Data excerpts
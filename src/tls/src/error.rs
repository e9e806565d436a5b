//! Error types for dynamic TLS context resolution

use thiserror::Error;

/// TLS subsystem errors
#[derive(Debug, Error)]
pub enum TlsError {
    /// Configuration validation or lookup failure at management time
    #[error(transparent)]
    Config(#[from] palisade_config::ConfigError),

    /// A reference could not be resolved at connection-attempt time
    #[error("TLS context resolution failed: {0}")]
    Resolution(String),

    /// Building TLS material failed
    #[error("TLS material error: {0}")]
    Material(#[from] rustls::Error),
}

/// Result type for TLS subsystem operations
pub type Result<T> = std::result::Result<T, TlsError>;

Directions for this task
With the line containing "pub enum TlsError" as the start, transcribe each line through the end of the listing above, exactly and only.

Solution for this exercise
pub enum TlsError {
    /// Configuration validation or lookup failure at management time
    #[error(transparent)]
    Config(#[from] palisade_config::ConfigError),

    /// A reference could not be resolved at connection-attempt time
    #[error("TLS context resolution failed: {0}")]
    Resolution(String),

    /// Building TLS material failed
    #[error("TLS material error: {0}")]
    Material(#[from] rustls::Error),
}

/// Result type for TLS subsystem operations
pub type Result<T> = std::result::Result<T, TlsError>;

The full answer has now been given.